▶ _EXERCISE_: Output all entries verbatim.

▶ _TASK INPUTS_:
= Beginning of Section =
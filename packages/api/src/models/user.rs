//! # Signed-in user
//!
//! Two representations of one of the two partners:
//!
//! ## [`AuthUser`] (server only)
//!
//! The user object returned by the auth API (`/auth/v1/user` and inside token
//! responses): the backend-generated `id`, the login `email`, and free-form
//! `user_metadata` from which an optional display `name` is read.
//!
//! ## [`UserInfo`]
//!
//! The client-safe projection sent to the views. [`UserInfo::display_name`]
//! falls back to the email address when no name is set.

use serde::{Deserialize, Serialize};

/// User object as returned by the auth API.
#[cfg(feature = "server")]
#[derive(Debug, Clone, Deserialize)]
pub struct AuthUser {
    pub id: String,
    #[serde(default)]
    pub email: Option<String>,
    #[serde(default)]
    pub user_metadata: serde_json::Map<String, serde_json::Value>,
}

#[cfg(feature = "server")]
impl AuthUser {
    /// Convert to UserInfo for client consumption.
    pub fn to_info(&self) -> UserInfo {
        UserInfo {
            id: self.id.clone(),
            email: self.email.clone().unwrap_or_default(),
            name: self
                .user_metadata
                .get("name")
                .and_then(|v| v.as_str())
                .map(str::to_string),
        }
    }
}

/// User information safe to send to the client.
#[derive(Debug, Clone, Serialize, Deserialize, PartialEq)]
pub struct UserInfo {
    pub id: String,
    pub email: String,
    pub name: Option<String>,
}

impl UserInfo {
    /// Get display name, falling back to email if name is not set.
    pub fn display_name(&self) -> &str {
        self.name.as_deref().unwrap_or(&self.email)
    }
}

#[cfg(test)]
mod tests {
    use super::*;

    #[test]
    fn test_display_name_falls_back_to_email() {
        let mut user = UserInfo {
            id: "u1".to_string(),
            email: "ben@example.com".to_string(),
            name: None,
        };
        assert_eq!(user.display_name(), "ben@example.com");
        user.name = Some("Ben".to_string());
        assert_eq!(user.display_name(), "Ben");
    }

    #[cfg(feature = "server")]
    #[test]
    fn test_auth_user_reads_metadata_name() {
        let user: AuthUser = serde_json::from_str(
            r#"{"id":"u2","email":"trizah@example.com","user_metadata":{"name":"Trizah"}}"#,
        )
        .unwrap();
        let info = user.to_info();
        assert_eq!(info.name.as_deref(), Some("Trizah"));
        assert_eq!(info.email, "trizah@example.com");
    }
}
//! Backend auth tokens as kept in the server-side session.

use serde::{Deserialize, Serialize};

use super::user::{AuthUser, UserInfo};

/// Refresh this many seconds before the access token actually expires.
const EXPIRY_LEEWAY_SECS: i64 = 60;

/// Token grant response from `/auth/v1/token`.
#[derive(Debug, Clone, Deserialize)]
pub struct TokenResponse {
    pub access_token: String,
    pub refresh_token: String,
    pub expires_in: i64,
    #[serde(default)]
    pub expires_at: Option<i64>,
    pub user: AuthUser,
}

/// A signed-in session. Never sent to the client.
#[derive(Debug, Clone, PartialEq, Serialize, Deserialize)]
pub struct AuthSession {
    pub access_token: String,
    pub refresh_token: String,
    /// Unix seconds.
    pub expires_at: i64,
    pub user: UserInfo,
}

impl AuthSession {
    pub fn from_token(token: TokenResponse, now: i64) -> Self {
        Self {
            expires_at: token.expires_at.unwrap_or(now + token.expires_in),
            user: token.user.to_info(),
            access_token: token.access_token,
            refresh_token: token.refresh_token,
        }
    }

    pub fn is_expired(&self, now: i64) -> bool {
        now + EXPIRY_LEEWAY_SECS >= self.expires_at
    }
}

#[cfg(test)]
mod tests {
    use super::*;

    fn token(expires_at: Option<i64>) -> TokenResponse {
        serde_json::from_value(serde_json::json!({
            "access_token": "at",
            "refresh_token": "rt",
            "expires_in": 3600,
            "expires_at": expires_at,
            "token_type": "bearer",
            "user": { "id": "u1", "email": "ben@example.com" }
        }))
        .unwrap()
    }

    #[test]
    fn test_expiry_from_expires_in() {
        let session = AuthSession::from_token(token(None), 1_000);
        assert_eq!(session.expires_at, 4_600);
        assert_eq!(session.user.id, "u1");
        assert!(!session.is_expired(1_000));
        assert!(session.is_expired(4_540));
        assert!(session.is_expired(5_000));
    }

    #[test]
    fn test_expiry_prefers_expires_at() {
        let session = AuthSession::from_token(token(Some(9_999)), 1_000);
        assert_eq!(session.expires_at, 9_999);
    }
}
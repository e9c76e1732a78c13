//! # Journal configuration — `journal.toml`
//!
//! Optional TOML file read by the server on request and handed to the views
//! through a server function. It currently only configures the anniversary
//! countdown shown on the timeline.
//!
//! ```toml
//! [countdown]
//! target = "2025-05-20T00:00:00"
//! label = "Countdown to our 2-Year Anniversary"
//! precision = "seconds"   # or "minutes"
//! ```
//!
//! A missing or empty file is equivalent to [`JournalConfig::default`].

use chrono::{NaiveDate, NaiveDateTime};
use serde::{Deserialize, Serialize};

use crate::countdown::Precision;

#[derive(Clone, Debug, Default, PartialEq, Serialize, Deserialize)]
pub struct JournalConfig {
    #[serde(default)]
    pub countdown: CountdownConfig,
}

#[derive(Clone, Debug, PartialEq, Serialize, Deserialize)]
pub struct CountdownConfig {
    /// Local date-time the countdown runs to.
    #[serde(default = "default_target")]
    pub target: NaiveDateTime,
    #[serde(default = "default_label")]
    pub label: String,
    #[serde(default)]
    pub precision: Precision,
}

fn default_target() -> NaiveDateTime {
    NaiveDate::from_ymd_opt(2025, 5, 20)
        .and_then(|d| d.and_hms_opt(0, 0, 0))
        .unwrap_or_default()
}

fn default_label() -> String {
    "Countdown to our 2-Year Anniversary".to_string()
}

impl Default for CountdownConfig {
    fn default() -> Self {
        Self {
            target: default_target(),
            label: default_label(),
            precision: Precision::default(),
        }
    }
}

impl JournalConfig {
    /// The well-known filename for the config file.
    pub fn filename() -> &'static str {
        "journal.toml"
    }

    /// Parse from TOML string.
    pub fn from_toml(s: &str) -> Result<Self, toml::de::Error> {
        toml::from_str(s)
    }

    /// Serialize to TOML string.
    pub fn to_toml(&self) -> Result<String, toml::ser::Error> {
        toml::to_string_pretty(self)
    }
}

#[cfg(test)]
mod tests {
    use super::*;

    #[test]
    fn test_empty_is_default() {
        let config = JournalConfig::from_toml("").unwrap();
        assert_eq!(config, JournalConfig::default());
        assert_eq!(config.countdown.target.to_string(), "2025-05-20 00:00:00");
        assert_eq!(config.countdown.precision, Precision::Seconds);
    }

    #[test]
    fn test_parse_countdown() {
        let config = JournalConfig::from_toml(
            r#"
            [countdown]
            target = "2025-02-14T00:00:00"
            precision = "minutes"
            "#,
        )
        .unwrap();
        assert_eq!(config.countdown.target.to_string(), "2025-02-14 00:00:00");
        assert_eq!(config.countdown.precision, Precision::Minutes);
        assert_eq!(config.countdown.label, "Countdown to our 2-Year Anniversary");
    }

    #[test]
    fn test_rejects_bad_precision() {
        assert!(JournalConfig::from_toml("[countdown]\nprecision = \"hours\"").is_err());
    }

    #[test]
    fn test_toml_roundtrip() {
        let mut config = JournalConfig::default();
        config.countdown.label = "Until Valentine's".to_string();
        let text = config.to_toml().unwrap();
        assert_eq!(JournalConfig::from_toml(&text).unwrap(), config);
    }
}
= End of Section =
▶ _SOLVED EXERCISE_:
filename packages/api/src/models/user.rs
//! # Signed-in user
//!
//! Two representations of one of the two partners:
//!
//! ## [`AuthUser`] (server only)
//!
//! The user object returned by the auth API (`/auth/v1/user` and inside token
//! responses): the backend-generated `id`, the login `email`, and free-form
//! `user_metadata` from which an optional display `name` is read.
//!
//! ## [`UserInfo`]
//!
//! The client-safe projection sent to the views. [`UserInfo::display_name`]
//! falls back to the email address when no name is set.

use serde::{Deserialize, Serialize};

/// User object as returned by the auth API.
#[cfg(feature = "server")]
#[derive(Debug, Clone, Deserialize)]
pub struct AuthUser {
    pub id: String,
    #[serde(default)]
    pub email: Option<String>,
    #[serde(default)]
    pub user_metadata: serde_json::Map<String, serde_json::Value>,
}

#[cfg(feature = "server")]
impl AuthUser {
    /// Convert to UserInfo for client consumption.
    pub fn to_info(&self) -> UserInfo {
        UserInfo {
            id: self.id.clone(),
            email: self.email.clone().unwrap_or_default(),
            name: self
                .user_metadata
                .get("name")
                .and_then(|v| v.as_str())
                .map(str::to_string),
        }
    }
}

/// User information safe to send to the client.
#[derive(Debug, Clone, Serialize, Deserialize, PartialEq)]
pub struct UserInfo {
    pub id: String,
    pub email: String,
    pub name: Option<String>,
}

impl UserInfo {
    /// Get display name, falling back to email if name is not set.
    pub fn display_name(&self) -> &str {
        self.name.as_deref().unwrap_or(&self.email)
    }
}

#[cfg(test)]
mod tests {
    use super::*;

    #[test]
    fn test_display_name_falls_back_to_email() {
        let mut user = UserInfo {
            id: "u1".to_string(),
            email: "ben@example.com".to_string(),
            name: None,
        };
        assert_eq!(user.display_name(), "ben@example.com");
        user.name = Some("Ben".to_string());
        assert_eq!(user.display_name(), "Ben");
    }

    #[cfg(feature = "server")]
    #[test]
    fn test_auth_user_reads_metadata_name() {
        let user: AuthUser = serde_json::from_str(
            r#"{"id":"u2","email":"trizah@example.com","user_metadata":{"name":"Trizah"}}"#,
        )
        .unwrap();
        let info = user.to_info();
        assert_eq!(info.name.as_deref(), Some("Trizah"));
        assert_eq!(info.email, "trizah@example.com");
    }
}
//! Backend auth tokens as kept in the server-side session.

use serde::{Deserialize, Serialize};

use super::user::{AuthUser, UserInfo};

/// Refresh this many seconds before the access token actually expires.
const EXPIRY_LEEWAY_SECS: i64 = 60;

/// Token grant response from `/auth/v1/token`.
#[derive(Debug, Clone, Deserialize)]
pub struct TokenResponse {
    pub access_token: String,
    pub refresh_token: String,
    pub expires_in: i64,
    #[serde(default)]
    pub expires_at: Option<i64>,
    pub user: AuthUser,
}

/// A signed-in session. Never sent to the client.
#[derive(Debug, Clone, PartialEq, Serialize, Deserialize)]
pub struct AuthSession {
    pub access_token: String,
    pub refresh_token: String,
    /// Unix seconds.
    pub expires_at: i64,
    pub user: UserInfo,
}

impl AuthSession {
    pub fn from_token(token: TokenResponse, now: i64) -> Self {
        Self {
            expires_at: token.expires_at.unwrap_or(now + token.expires_in),
            user: token.user.to_info(),
            access_token: token.access_token,
            refresh_token: token.refresh_token,
        }
    }

    pub fn is_expired(&self, now: i64) -> bool {
        now + EXPIRY_LEEWAY_SECS >= self.expires_at
    }
}

#[cfg(test)]
mod tests {
    use super::*;

    fn token(expires_at: Option<i64>) -> TokenResponse {
        serde_json::from_value(serde_json::json!({
            "access_token": "at",
            "refresh_token": "rt",
            "expires_in": 3600,
            "expires_at": expires_at,
            "token_type": "bearer",
            "user": { "id": "u1", "email": "ben@example.com" }
        }))
        .unwrap()
    }

    #[test]
    fn test_expiry_from_expires_in() {
        let session = AuthSession::from_token(token(None), 1_000);
        assert_eq!(session.expires_at, 4_600);
        assert_eq!(session.user.id, "u1");
        assert!(!session.is_expired(1_000));
        assert!(session.is_expired(4_540));
        assert!(session.is_expired(5_000));
    }

    #[test]
    fn test_expiry_prefers_expires_at() {
        let session = AuthSession::from_token(token(Some(9_999)), 1_000);
        assert_eq!(session.expires_at, 9_999);
    }
}
repository e9c76e1732a78c13
//! # Journal configuration — `journal.toml`
//!
//! Optional TOML file read by the server on request and handed to the views
//! through a server function. It currently only configures the anniversary
//! countdown shown on the timeline.
//!
//! ```toml
//! [countdown]
//! target = "2025-05-20T00:00:00"
//! label = "Countdown to our 2-Year Anniversary"
//! precision = "seconds"   # or "minutes"
//! ```
//!
//! A missing or empty file is equivalent to [`JournalConfig::default`].

use chrono::{NaiveDate, NaiveDateTime};
use serde::{Deserialize, Serialize};

use crate::countdown::Precision;

#[derive(Clone, Debug, Default, PartialEq, Serialize, Deserialize)]
pub struct JournalConfig {
    #[serde(default)]
    pub countdown: CountdownConfig,
}

#[derive(Clone, Debug, PartialEq, Serialize, Deserialize)]
pub struct CountdownConfig {
    /// Local date-time the countdown runs to.
    #[serde(default = "default_target")]
    pub target: NaiveDateTime,
    #[serde(default = "default_label")]
    pub label: String,
    #[serde(default)]
    pub precision: Precision,
}

fn default_target() -> NaiveDateTime {
    NaiveDate::from_ymd_opt(2025, 5, 20)
        .and_then(|d| d.and_hms_opt(0, 0, 0))
        .unwrap_or_default()
}

fn default_label() -> String {
    "Countdown to our 2-Year Anniversary".to_string()
}

impl Default for CountdownConfig {
    fn default() -> Self {
        Self {
            target: default_target(),
            label: default_label(),
            precision: Precision::default(),
        }
    }
}

impl JournalConfig {
    /// The well-known filename for the config file.
    pub fn filename() -> &'static str {
        "journal.toml"
    }

    /// Parse from TOML string.
    pub fn from_toml(s: &str) -> Result<Self, toml::de::Error> {
        toml::from_str(s)
    }

    /// Serialize to TOML string.
    pub fn to_toml(&self) -> Result<String, toml::ser::Error> {
        toml::to_string_pretty(self)
    }
}

#[cfg(test)]
mod tests {
    use super::*;

    #[test]
    fn test_empty_is_default() {
        let config = JournalConfig::from_toml("").unwrap();
        assert_eq!(config, JournalConfig::default());
        assert_eq!(config.countdown.target.to_string(), "2025-05-20 00:00:00");
        assert_eq!(config.countdown.precision, Precision::Seconds);
    }

    #[test]
    fn test_parse_countdown() {
        let config = JournalConfig::from_toml(
            r#"
            [countdown]
            target = "2025-02-14T00:00:00"
            precision = "minutes"
            "#,
        )
        .unwrap();
        assert_eq!(config.countdown.target.to_string(), "2025-02-14 00:00:00");
        assert_eq!(config.countdown.precision, Precision::Minutes);
        assert_eq!(config.countdown.label, "Countdown to our 2-Year Anniversary");
    }

    #[test]
    fn test_rejects_bad_precision() {
        assert!(JournalConfig::from_toml("[countdown]\nprecision = \"hours\"").is_err());
    }

    #[test]
    fn test_toml_roundtrip() {
        let mut config = JournalConfig::default();
        config.countdown.label = "Until Valentine's".to_string();
        let text = config.to_toml().unwrap();
        assert_eq!(JournalConfig::from_toml(&text).unwrap(), config);
    }
}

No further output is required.